→ **What the exercise asks**: Please return all of the entries below exactly as they are written.

→ **Records for this exercise**:
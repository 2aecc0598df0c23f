//! Stream store repository
//!
//! Database access layer for stream records

use super::types::*;
use crate::error::{Error, Result};
use sqlx::PgPool;
use uuid::Uuid;

/// Stream repository for database operations
#[derive(Clone)]
pub struct StreamRepository {
    pool: PgPool,
}

impl StreamRepository {
    /// Create new repository
    pub fn new(pool: PgPool) -> Self {
        Self { pool }
    }

    /// Stream SELECT columns
    const STREAM_COLUMNS: &'static str = r#"
        id, name, source_url, location_name, latitude, longitude,
        orientation_deg, view_angle_deg, view_distance_m, camera_tilt_deg, camera_height_m,
        grid_size, win_radius, threshold,
        arrow_scale, arrow_opacity, gradient_intensity, perspective_ruler_opacity,
        show_feed, show_arrows, show_magnitude, show_trails, show_perspective_ruler,
        is_active, worker_handle, worker_started_at, last_error, connection_status,
        config_fingerprint, created_at
    "#;

    /// Get all streams, newest first
    pub async fn get_all(&self) -> Result<Vec<Stream>> {
        let query = format!(
            "SELECT {} FROM camera_streams ORDER BY created_at DESC",
            Self::STREAM_COLUMNS
        );
        let streams = sqlx::query_as::<_, Stream>(&query)
            .fetch_all(&self.pool)
            .await?;
        Ok(streams)
    }

    /// Get stream by id
    pub async fn get(&self, id: Uuid) -> Result<Option<Stream>> {
        let query = format!(
            "SELECT {} FROM camera_streams WHERE id = $1",
            Self::STREAM_COLUMNS
        );
        let stream = sqlx::query_as::<_, Stream>(&query)
            .bind(id)
            .fetch_optional(&self.pool)
            .await?;
        Ok(stream)
    }

    /// Insert a fully-materialized stream row
    pub async fn insert(&self, stream: &Stream) -> Result<Stream> {
        sqlx::query(
            r#"
            INSERT INTO camera_streams (
                id, name, source_url, location_name, latitude, longitude,
                orientation_deg, view_angle_deg, view_distance_m, camera_tilt_deg, camera_height_m,
                grid_size, win_radius, threshold,
                arrow_scale, arrow_opacity, gradient_intensity, perspective_ruler_opacity,
                show_feed, show_arrows, show_magnitude, show_trails, show_perspective_ruler,
                is_active, connection_status, created_at
            ) VALUES (
                $1, $2, $3, $4, $5, $6,
                $7, $8, $9, $10, $11,
                $12, $13, $14,
                $15, $16, $17, $18,
                $19, $20, $21, $22, $23,
                $24, $25, $26
            )
            "#,
        )
        .bind(stream.id)
        .bind(&stream.name)
        .bind(&stream.source_url)
        .bind(&stream.location_name)
        .bind(stream.latitude)
        .bind(stream.longitude)
        .bind(stream.orientation_deg)
        .bind(stream.view_angle_deg)
        .bind(stream.view_distance_m)
        .bind(stream.camera_tilt_deg)
        .bind(stream.camera_height_m)
        .bind(stream.grid_size)
        .bind(stream.win_radius)
        .bind(stream.threshold)
        .bind(stream.arrow_scale)
        .bind(stream.arrow_opacity)
        .bind(stream.gradient_intensity)
        .bind(stream.perspective_ruler_opacity)
        .bind(stream.show_feed)
        .bind(stream.show_arrows)
        .bind(stream.show_magnitude)
        .bind(stream.show_trails)
        .bind(stream.show_perspective_ruler)
        .bind(stream.is_active)
        .bind(&stream.connection_status)
        .bind(stream.created_at)
        .execute(&self.pool)
        .await
        .map_err(map_unique_violation)?;

        self.get(stream.id)
            .await?
            .ok_or_else(|| Error::NotFound("Stream not found after insert".to_string()))
    }

    /// Update the declared (mutable) fields of a stream
    pub async fn update_declared(&self, stream: &Stream) -> Result<Stream> {
        sqlx::query(
            r#"
            UPDATE camera_streams SET
                name = $2, source_url = $3, location_name = $4, latitude = $5, longitude = $6,
                orientation_deg = $7, view_angle_deg = $8, view_distance_m = $9,
                camera_tilt_deg = $10, camera_height_m = $11,
                grid_size = $12, win_radius = $13, threshold = $14,
                arrow_scale = $15, arrow_opacity = $16, gradient_intensity = $17,
                perspective_ruler_opacity = $18,
                show_feed = $19, show_arrows = $20, show_magnitude = $21,
                show_trails = $22, show_perspective_ruler = $23,
                is_active = $24
            WHERE id = $1
            "#,
        )
        .bind(stream.id)
        .bind(&stream.name)
        .bind(&stream.source_url)
        .bind(&stream.location_name)
        .bind(stream.latitude)
        .bind(stream.longitude)
        .bind(stream.orientation_deg)
        .bind(stream.view_angle_deg)
        .bind(stream.view_distance_m)
        .bind(stream.camera_tilt_deg)
        .bind(stream.camera_height_m)
        .bind(stream.grid_size)
        .bind(stream.win_radius)
        .bind(stream.threshold)
        .bind(stream.arrow_scale)
        .bind(stream.arrow_opacity)
        .bind(stream.gradient_intensity)
        .bind(stream.perspective_ruler_opacity)
        .bind(stream.show_feed)
        .bind(stream.show_arrows)
        .bind(stream.show_magnitude)
        .bind(stream.show_trails)
        .bind(stream.show_perspective_ruler)
        .bind(stream.is_active)
        .execute(&self.pool)
        .await?;

        self.get(stream.id)
            .await?
            .ok_or_else(|| Error::NotFound(format!("Stream {} not found", stream.id)))
    }

    /// Set the desired-state flag only
    pub async fn set_active(&self, id: Uuid, active: bool) -> Result<()> {
        sqlx::query("UPDATE camera_streams SET is_active = $2 WHERE id = $1")
            .bind(id)
            .bind(active)
            .execute(&self.pool)
            .await?;
        Ok(())
    }

    /// Write runtime facts. Used exclusively by the reconciler.
    pub async fn set_runtime_facts(&self, id: Uuid, facts: &RuntimeFacts) -> Result<()> {
        sqlx::query(
            r#"
            UPDATE camera_streams SET
                worker_handle = $2,
                worker_started_at = $3,
                last_error = $4,
                connection_status = $5,
                config_fingerprint = $6
            WHERE id = $1
            "#,
        )
        .bind(id)
        .bind(&facts.worker_handle)
        .bind(facts.worker_started_at)
        .bind(&facts.last_error)
        .bind(facts.connection_status.as_str())
        .bind(&facts.config_fingerprint)
        .execute(&self.pool)
        .await
        .map_err(map_unique_violation)?;
        Ok(())
    }

    /// Update the connection status without touching the handle
    pub async fn set_status(
        &self,
        id: Uuid,
        status: ConnectionStatus,
        last_error: Option<&str>,
    ) -> Result<()> {
        sqlx::query(
            "UPDATE camera_streams SET connection_status = $2, last_error = $3 WHERE id = $1",
        )
        .bind(id)
        .bind(status.as_str())
        .bind(last_error)
        .execute(&self.pool)
        .await?;
        Ok(())
    }

    /// Delete a stream row
    pub async fn delete(&self, id: Uuid) -> Result<()> {
        sqlx::query("DELETE FROM camera_streams WHERE id = $1")
            .bind(id)
            .execute(&self.pool)
            .await?;
        Ok(())
    }

    /// Count all / active streams (for process metrics)
    pub async fn counts(&self) -> Result<(i64, i64)> {
        let row: (i64, i64) = sqlx::query_as(
            "SELECT count(*), count(*) FILTER (WHERE is_active) FROM camera_streams",
        )
        .fetch_one(&self.pool)
        .await?;
        Ok(row)
    }
}

/// Postgres unique violations surface as Conflict, not 500
fn map_unique_violation(e: sqlx::Error) -> Error {
    if let sqlx::Error::Database(ref db) = e {
        if db.code().as_deref() == Some("23505") {
            return Error::Conflict(format!("unique constraint violated: {}", db.message()));
        }
    }
    Error::Database(e)
}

→ **Solution for this problem**:
repository 2aecc0598df0c23f
//! Stream store repository
//!
//! Database access layer for stream records

use super::types::*;
use crate::error::{Error, Result};
use sqlx::PgPool;
use uuid::Uuid;

/// Stream repository for database operations
#[derive(Clone)]
pub struct StreamRepository {
    pool: PgPool,
}

impl StreamRepository {
    /// Create new repository
    pub fn new(pool: PgPool) -> Self {
        Self { pool }
    }

    /// Stream SELECT columns
    const STREAM_COLUMNS: &'static str = r#"
        id, name, source_url, location_name, latitude, longitude,
        orientation_deg, view_angle_deg, view_distance_m, camera_tilt_deg, camera_height_m,
        grid_size, win_radius, threshold,
        arrow_scale, arrow_opacity, gradient_intensity, perspective_ruler_opacity,
        show_feed, show_arrows, show_magnitude, show_trails, show_perspective_ruler,
        is_active, worker_handle, worker_started_at, last_error, connection_status,
        config_fingerprint, created_at
    "#;

    /// Get all streams, newest first
    pub async fn get_all(&self) -> Result<Vec<Stream>> {
        let query = format!(
            "SELECT {} FROM camera_streams ORDER BY created_at DESC",
            Self::STREAM_COLUMNS
        );
        let streams = sqlx::query_as::<_, Stream>(&query)
            .fetch_all(&self.pool)
            .await?;
        Ok(streams)
    }

    /// Get stream by id
    pub async fn get(&self, id: Uuid) -> Result<Option<Stream>> {
        let query = format!(
            "SELECT {} FROM camera_streams WHERE id = $1",
            Self::STREAM_COLUMNS
        );
        let stream = sqlx::query_as::<_, Stream>(&query)
            .bind(id)
            .fetch_optional(&self.pool)
            .await?;
        Ok(stream)
    }

    /// Insert a fully-materialized stream row
    pub async fn insert(&self, stream: &Stream) -> Result<Stream> {
        sqlx::query(
            r#"
            INSERT INTO camera_streams (
                id, name, source_url, location_name, latitude, longitude,
                orientation_deg, view_angle_deg, view_distance_m, camera_tilt_deg, camera_height_m,
                grid_size, win_radius, threshold,
                arrow_scale, arrow_opacity, gradient_intensity, perspective_ruler_opacity,
                show_feed, show_arrows, show_magnitude, show_trails, show_perspective_ruler,
                is_active, connection_status, created_at
            ) VALUES (
                $1, $2, $3, $4, $5, $6,
                $7, $8, $9, $10, $11,
                $12, $13, $14,
                $15, $16, $17, $18,
                $19, $20, $21, $22, $23,
                $24, $25, $26
            )
            "#,
        )
        .bind(stream.id)
        .bind(&stream.name)
        .bind(&stream.source_url)
        .bind(&stream.location_name)
        .bind(stream.latitude)
        .bind(stream.longitude)
        .bind(stream.orientation_deg)
        .bind(stream.view_angle_deg)
        .bind(stream.view_distance_m)
        .bind(stream.camera_tilt_deg)
        .bind(stream.camera_height_m)
        .bind(stream.grid_size)
        .bind(stream.win_radius)
        .bind(stream.threshold)
        .bind(stream.arrow_scale)
        .bind(stream.arrow_opacity)
        .bind(stream.gradient_intensity)
        .bind(stream.perspective_ruler_opacity)
        .bind(stream.show_feed)
        .bind(stream.show_arrows)
        .bind(stream.show_magnitude)
        .bind(stream.show_trails)
        .bind(stream.show_perspective_ruler)
        .bind(stream.is_active)
        .bind(&stream.connection_status)
        .bind(stream.created_at)
        .execute(&self.pool)
        .await
        .map_err(map_unique_violation)?;

        self.get(stream.id)
            .await?
            .ok_or_else(|| Error::NotFound("Stream not found after insert".to_string()))
    }

    /// Update the declared (mutable) fields of a stream
    pub async fn update_declared(&self, stream: &Stream) -> Result<Stream> {
        sqlx::query(
            r#"
            UPDATE camera_streams SET
                name = $2, source_url = $3, location_name = $4, latitude = $5, longitude = $6,
                orientation_deg = $7, view_angle_deg = $8, view_distance_m = $9,
                camera_tilt_deg = $10, camera_height_m = $11,
                grid_size = $12, win_radius = $13, threshold = $14,
                arrow_scale = $15, arrow_opacity = $16, gradient_intensity = $17,
                perspective_ruler_opacity = $18,
                show_feed = $19, show_arrows = $20, show_magnitude = $21,
                show_trails = $22, show_perspective_ruler = $23,
                is_active = $24
            WHERE id = $1
            "#,
        )
        .bind(stream.id)
        .bind(&stream.name)
        .bind(&stream.source_url)
        .bind(&stream.location_name)
        .bind(stream.latitude)
        .bind(stream.longitude)
        .bind(stream.orientation_deg)
        .bind(stream.view_angle_deg)
        .bind(stream.view_distance_m)
        .bind(stream.camera_tilt_deg)
        .bind(stream.camera_height_m)
        .bind(stream.grid_size)
        .bind(stream.win_radius)
        .bind(stream.threshold)
        .bind(stream.arrow_scale)
        .bind(stream.arrow_opacity)
        .bind(stream.gradient_intensity)
        .bind(stream.perspective_ruler_opacity)
        .bind(stream.show_feed)
        .bind(stream.show_arrows)
        .bind(stream.show_magnitude)
        .bind(stream.show_trails)
        .bind(stream.show_perspective_ruler)
        .bind(stream.is_active)
        .execute(&self.pool)
        .await?;

        self.get(stream.id)
            .await?
            .ok_or_else(|| Error::NotFound(format!("Stream {} not found", stream.id)))
    }

    /// Set the desired-state flag only
    pub async fn set_active(&self, id: Uuid, active: bool) -> Result<()> {
        sqlx::query("UPDATE camera_streams SET is_active = $2 WHERE id = $1")
            .bind(id)
            .bind(active)
            .execute(&self.pool)
            .await?;
        Ok(())
    }

    /// Write runtime facts. Used exclusively by the reconciler.
    pub async fn set_runtime_facts(&self, id: Uuid, facts: &RuntimeFacts) -> Result<()> {
        sqlx::query(
            r#"
            UPDATE camera_streams SET
                worker_handle = $2,
                worker_started_at = $3,
                last_error = $4,
                connection_status = $5,
                config_fingerprint = $6
            WHERE id = $1
            "#,
        )
        .bind(id)
        .bind(&facts.worker_handle)
        .bind(facts.worker_started_at)
        .bind(&facts.last_error)
        .bind(facts.connection_status.as_str())
        .bind(&facts.config_fingerprint)
        .execute(&self.pool)
        .await
        .map_err(map_unique_violation)?;
        Ok(())
    }

    /// Update the connection status without touching the handle
    pub async fn set_status(
        &self,
        id: Uuid,
        status: ConnectionStatus,
        last_error: Option<&str>,
    ) -> Result<()> {
        sqlx::query(
            "UPDATE camera_streams SET connection_status = $2, last_error = $3 WHERE id = $1",
        )
        .bind(id)
        .bind(status.as_str())
        .bind(last_error)
        .execute(&self.pool)
        .await?;
        Ok(())
    }

    /// Delete a stream row
    pub async fn delete(&self, id: Uuid) -> Result<()> {
        sqlx::query("DELETE FROM camera_streams WHERE id = $1")
            .bind(id)
            .execute(&self.pool)
            .await?;
        Ok(())
    }

    /// Count all / active streams (for process metrics)
    pub async fn counts(&self) -> Result<(i64, i64)> {
        let row: (i64, i64) = sqlx::query_as(
            "SELECT count(*), count(*) FILTER (WHERE is_active) FROM camera_streams",
        )
        .fetch_one(&self.pool)
        .await?;
        Ok(row)
    }
}

/// Postgres unique violations surface as Conflict, not 500
fn map_unique_violation(e: sqlx::Error) -> Error {
    if let sqlx::Error::Database(ref db) = e {
        if db.code().as_deref() == Some("23505") {
            return Error::Conflict(format!("unique constraint violated: {}", db.message()));
        }
    }
    Error::Database(e)
}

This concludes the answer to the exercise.